By substituting this expression for \(\textbf{e}\) to the determinant constraint \(\det \textbf{E} = 0\) and the trace constraint, i.e., \(\textbf{E} \textbf{E}^\text {T}\textbf{E} - \frac{1}{2} \text {trace}(\textbf{E} \textbf{E}^\text {T}) \textbf{E} = 0\), ten polynomial equations in two unknowns \(\alpha \) and \(\beta \) are obtained. They can be formed as \(\textbf{Q} \textbf{y} = \textbf{b}\), where \(\textbf{Q}\) and \(\textbf{b}\) are the coefficient matrix and the inhomogeneous part (i.e., coefficients of monomial 1), respectively. Vector \(\textbf{y} = [ \alpha ^3 , \beta ^3 , \alpha ^2 \beta , \alpha \beta ^2 , \alpha ^2 , \beta ^2 , \alpha \beta , \alpha , \beta ]^\text {T}\) consists of nine monomials of the system and \(\textbf{Q}\) is a \(10 \times 9\) coefficient matrix. Not considering dependencies of monomials in \(\textbf{y}\), we can consider this an over-determined system of ten linear equations in nine unknowns. Its optimal solution in least squares sense is given by \(\textbf{y} = \textbf{Q}^{\dag } \textbf{b}\), where matrix \(\textbf{Q}^{\dag }\) is the Moore-Penrose pseudo-inverse of matrix \(\textbf{Q}\). The solver has only a single solution which is beneficial for the robust estimation.

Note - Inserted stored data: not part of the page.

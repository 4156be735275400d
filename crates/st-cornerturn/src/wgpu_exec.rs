// SPDX-License-Identifier: AGPL-3.0-or-later
// © 2025 Ryo ∴ SpiralArchitect (kishkavsesvit@icloud.com)
// Part of SpiralTorch — Licensed under AGPL-3.0-or-later.
// Unauthorized derivative works or closed redistribution prohibited under AGPL §13.

//! WGSL launch path over wgpu.
//!
//! The device is created once per process and requires `SUBGROUP` support;
//! the probed minimum subgroup size bounds the accepted lane-group widths.
//! Dispatch shape must agree with the workgroup size baked into the emitted
//! source, so both come from the plan's lane count.

use std::sync::mpsc;

use once_cell::sync::OnceCell;
use wgpu::util::DeviceExt;

use crate::caps::LaneCaps;
use crate::error::{backend, config, unsupported, Result};
use crate::ir::Dialect;
use crate::kernel::KernelPlan;
use crate::layout::RecordLayout;
use crate::registry::cached_source;

#[repr(C)]
#[derive(Clone, Copy, bytemuck::Pod, bytemuck::Zeroable)]
struct Params {
    n_total: u32,
    _pad0: u32,
    _pad1: u32,
    _pad2: u32,
}

struct GpuCtx {
    device: wgpu::Device,
    queue: wgpu::Queue,
    subgroup_width: usize,
}

static CTX: OnceCell<GpuCtx> = OnceCell::new();

fn create_ctx() -> Result<GpuCtx> {
    let instance = wgpu::Instance::default();
    let adapter = pollster::block_on(instance.request_adapter(&wgpu::RequestAdapterOptions {
        power_preference: wgpu::PowerPreference::HighPerformance,
        compatible_surface: None,
        force_fallback_adapter: false,
    }))
    .ok_or_else(|| backend("no wgpu adapter available"))?;
    if !adapter.features().contains(wgpu::Features::SUBGROUP) {
        return Err(backend("adapter does not support subgroup operations"));
    }
    let mut subgroup_width = adapter.limits().min_subgroup_size as usize;
    if subgroup_width == 0 {
        tracing::debug!("adapter does not report a subgroup size, assuming 32");
        subgroup_width = 32;
    }
    let (device, queue) = pollster::block_on(adapter.request_device(
        &wgpu::DeviceDescriptor {
            label: Some("st.cornerturn.device"),
            required_features: wgpu::Features::SUBGROUP,
            required_limits: wgpu::Limits::default(),
            memory_hints: wgpu::MemoryHints::default(),
        },
        None,
    ))
    .map_err(|e| backend(&format!("device request failed: {e}")))?;
    tracing::debug!(subgroup_width, "wgpu context ready");
    Ok(GpuCtx {
        device,
        queue,
        subgroup_width,
    })
}

fn ctx() -> Result<&'static GpuCtx> {
    CTX.get_or_try_init(create_ctx)
}

/// Round-trip `input` through the plan's WGSL kernel.
///
/// Scalar `f32` element types on both sides; `input` is the flat element
/// array, `records * lanes` floats.
pub fn launch_f32(plan: &KernelPlan, input: &[f32]) -> Result<Vec<f32>> {
    let lanes = plan.lanes();
    if plan.input().wgsl_name()? != "f32" || plan.output().wgsl_name()? != "f32" {
        return Err(unsupported(
            "wgsl",
            "launch_f32 drives scalar f32 kernels only",
        ));
    }
    if input.len() % lanes != 0 {
        return Err(config(&format!(
            "input of {} elements is not a whole number of {lanes}-lane records",
            input.len()
        )));
    }
    let records = input.len() / lanes;
    if records == 0 {
        return Ok(Vec::new());
    }
    if records
        .checked_mul(lanes)
        .map_or(true, |flat| flat > u32::MAX as usize)
    {
        return Err(config("flat index space exceeds the 32-bit kernel bound"));
    }

    let gpu = ctx()?;
    LaneCaps::wgsl(gpu.subgroup_width).validate_group(lanes)?;
    let source = cached_source(plan, Dialect::Wgsl)?;
    let module = gpu
        .device
        .create_shader_module(wgpu::ShaderModuleDescriptor {
            label: Some(plan.name()),
            source: wgpu::ShaderSource::Wgsl(source.as_ref().into()),
        });

    let bgl = gpu
        .device
        .create_bind_group_layout(&wgpu::BindGroupLayoutDescriptor {
            label: Some("st.cornerturn.bgl"),
            entries: &[
                wgpu::BindGroupLayoutEntry {
                    binding: 0,
                    visibility: wgpu::ShaderStages::COMPUTE,
                    ty: wgpu::BindingType::Buffer {
                        ty: wgpu::BufferBindingType::Storage { read_only: true },
                        has_dynamic_offset: false,
                        min_binding_size: None,
                    },
                    count: None,
                },
                wgpu::BindGroupLayoutEntry {
                    binding: 1,
                    visibility: wgpu::ShaderStages::COMPUTE,
                    ty: wgpu::BindingType::Buffer {
                        ty: wgpu::BufferBindingType::Storage { read_only: false },
                        has_dynamic_offset: false,
                        min_binding_size: None,
                    },
                    count: None,
                },
                wgpu::BindGroupLayoutEntry {
                    binding: 2,
                    visibility: wgpu::ShaderStages::COMPUTE,
                    ty: wgpu::BindingType::Buffer {
                        ty: wgpu::BufferBindingType::Uniform,
                        has_dynamic_offset: false,
                        min_binding_size: None,
                    },
                    count: None,
                },
            ],
        });
    let pipeline_layout = gpu
        .device
        .create_pipeline_layout(&wgpu::PipelineLayoutDescriptor {
            label: Some("st.cornerturn.pl"),
            bind_group_layouts: &[&bgl],
            push_constant_ranges: &[],
        });
    let pipeline = gpu
        .device
        .create_compute_pipeline(&wgpu::ComputePipelineDescriptor {
            label: Some(plan.name()),
            layout: Some(&pipeline_layout),
            module: &module,
            entry_point: Some(plan.name()),
            compilation_options: Default::default(),
            cache: None,
        });

    let out_bytes = (records * lanes * std::mem::size_of::<f32>()) as u64;
    let in_buf = gpu
        .device
        .create_buffer_init(&wgpu::util::BufferInitDescriptor {
            label: Some("st.cornerturn.in"),
            contents: bytemuck::cast_slice(input),
            usage: wgpu::BufferUsages::STORAGE,
        });
    let out_buf = gpu.device.create_buffer(&wgpu::BufferDescriptor {
        label: Some("st.cornerturn.out"),
        size: out_bytes,
        usage: wgpu::BufferUsages::STORAGE | wgpu::BufferUsages::COPY_SRC,
        mapped_at_creation: false,
    });
    let params = Params {
        n_total: records as u32,
        _pad0: 0,
        _pad1: 0,
        _pad2: 0,
    };
    let params_buf = gpu
        .device
        .create_buffer_init(&wgpu::util::BufferInitDescriptor {
            label: Some("st.cornerturn.params"),
            contents: bytemuck::bytes_of(&params),
            usage: wgpu::BufferUsages::UNIFORM,
        });
    let staging = gpu.device.create_buffer(&wgpu::BufferDescriptor {
        label: Some("st.cornerturn.staging"),
        size: out_bytes,
        usage: wgpu::BufferUsages::MAP_READ | wgpu::BufferUsages::COPY_DST,
        mapped_at_creation: false,
    });
    let bind = gpu.device.create_bind_group(&wgpu::BindGroupDescriptor {
        label: Some("st.cornerturn.bind"),
        layout: &bgl,
        entries: &[
            wgpu::BindGroupEntry {
                binding: 0,
                resource: in_buf.as_entire_binding(),
            },
            wgpu::BindGroupEntry {
                binding: 1,
                resource: out_buf.as_entire_binding(),
            },
            wgpu::BindGroupEntry {
                binding: 2,
                resource: params_buf.as_entire_binding(),
            },
        ],
    });

    let layout = RecordLayout::new(records, lanes);
    // Must match the workgroup_size baked into the emitted source.
    let workgroup = lanes.max(64) as u32;
    let groups = (layout.padded() as u32).div_ceil(workgroup);
    tracing::debug!(
        kernel = plan.name(),
        records,
        lanes,
        groups,
        workgroup,
        "dispatching corner-turn kernel"
    );

    let mut encoder = gpu
        .device
        .create_command_encoder(&wgpu::CommandEncoderDescriptor {
            label: Some("st.cornerturn.encoder"),
        });
    {
        let mut pass = encoder.begin_compute_pass(&wgpu::ComputePassDescriptor {
            label: Some(plan.name()),
            timestamp_writes: None,
        });
        pass.set_pipeline(&pipeline);
        pass.set_bind_group(0, &bind, &[]);
        pass.dispatch_workgroups(groups, 1, 1);
    }
    encoder.copy_buffer_to_buffer(&out_buf, 0, &staging, 0, out_bytes);
    gpu.queue.submit(Some(encoder.finish()));

    let slice = staging.slice(..);
    let (tx, rx) = mpsc::channel();
    slice.map_async(wgpu::MapMode::Read, move |res| {
        let _ = tx.send(res);
    });
    let _ = gpu.device.poll(wgpu::Maintain::Wait);
    rx.recv()
        .map_err(|_| backend("map callback dropped"))?
        .map_err(|e| backend(&format!("readback map failed: {e}")))?;
    let mapped = slice.get_mapped_range();
    let out: Vec<f32> = bytemuck::cast_slice(&mapped).to_vec();
    drop(mapped);
    staging.unmap();
    Ok(out)
}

The elements of the solution vector \(\textbf{y}\) are dependent. Thus \(\alpha \) and \(\beta \) can be obtained in multiple ways, e.g., as \(\alpha _1 = y_8\), \(\beta _1 = y_9\) or \(\alpha _2 = \root 3 \of {y_1}\), \(\beta _2 = \root 3 \of {y_2}\). To choose the best candidates, we paired every possible \(\alpha \) and \(\beta \) and selected the one minimizing the trace constraint \(\textbf{E} \textbf{E}^\text {T}\textbf{E} - \frac{1}{2} \text {trace}(\textbf{E} \textbf{E}^\text {T}) \textbf{E} = 0\).
Fundamental Matrix and Focal Length. Assuming the unknown common focal length in both cameras, the relative pose problem has 6 DoF. As such, it can be solved from three SIFT correspondences \((\textbf{p}_1^i, \textbf{p}_2^i,\alpha _1^i,\alpha _2^i,q)\), \(i \in \{1,2,3\}\). In this case, three SIFT correspondences generate exactly the minimal case. We can apply one of the standard 6PT solvers [17, 20, 22, 37]. We choose the method from [20] that uses elimination ideals to eliminate the unknown focal length and generates a smaller elimination template matrix than the original Gröbner basis solver [37].
4 Experiments
In this section, we test the proposed SIFT-based solvers in a fully controlled synthetic environment and on a number of publicly available real-world datasets.
4.1 Synthetic Experiments
To test the accuracy of the relative pose obtained by exploiting the proposed SIFT constraint, first, we created a synthetic scene consisting of two cameras represented by their \(3 \times 4\) projection matrices \(\textbf{P}_1\) and \(\textbf{P}_2\). They were located randomly on a center-aligned sphere with its radius selected uniformly randomly from range [0.1, 10]. Two planes with random normals were generated at most one unit far from the origin. For each plane, ten random points, lying on the plane, were projected into both cameras. Note that we need the correspondences to originate from at least two planes in order to avoid having a degenerate situation for fundamental matrix estimation. To get the ground truth affine transformation for a correspondence originating from the jth plane, \(j \in \{1, 2\}\), we calculated homography \(\textbf{H}_j\) by projecting four random points from the plane to the cameras and applying the normalized DLT [18] algorithm. The local affine transformation of each correspondence was computed from the ground truth homography by (1). Note that \(\textbf{H}\) could have been calculated directly from the plane parameters. However, using four points promised an indirect but geometrically interpretable way of noising the affine parameters: adding noise to the coordinates of the four points initializing \(\textbf{H}\). To simulate the SIFT orientations and scales, \(\textbf{A}\) was decomposed to \(\textbf{J}_1\), \(\textbf{J}_2\). Since the decomposition is ambiguous, \(\alpha _1\), \(q_{u,1}\), \(q_{v,1}\), \(w_1\) were set to random values. \(\textbf{J}_1\) was calculated from them. Finally, \(\textbf{J}_2\) was calculated as \(\textbf{J}_2 = \textbf{A}\textbf{J}_1\). Zero-mean Gaussian-noise was added to the point coordinates, and, also, to the coordinates which were used to estimate the affine transformations.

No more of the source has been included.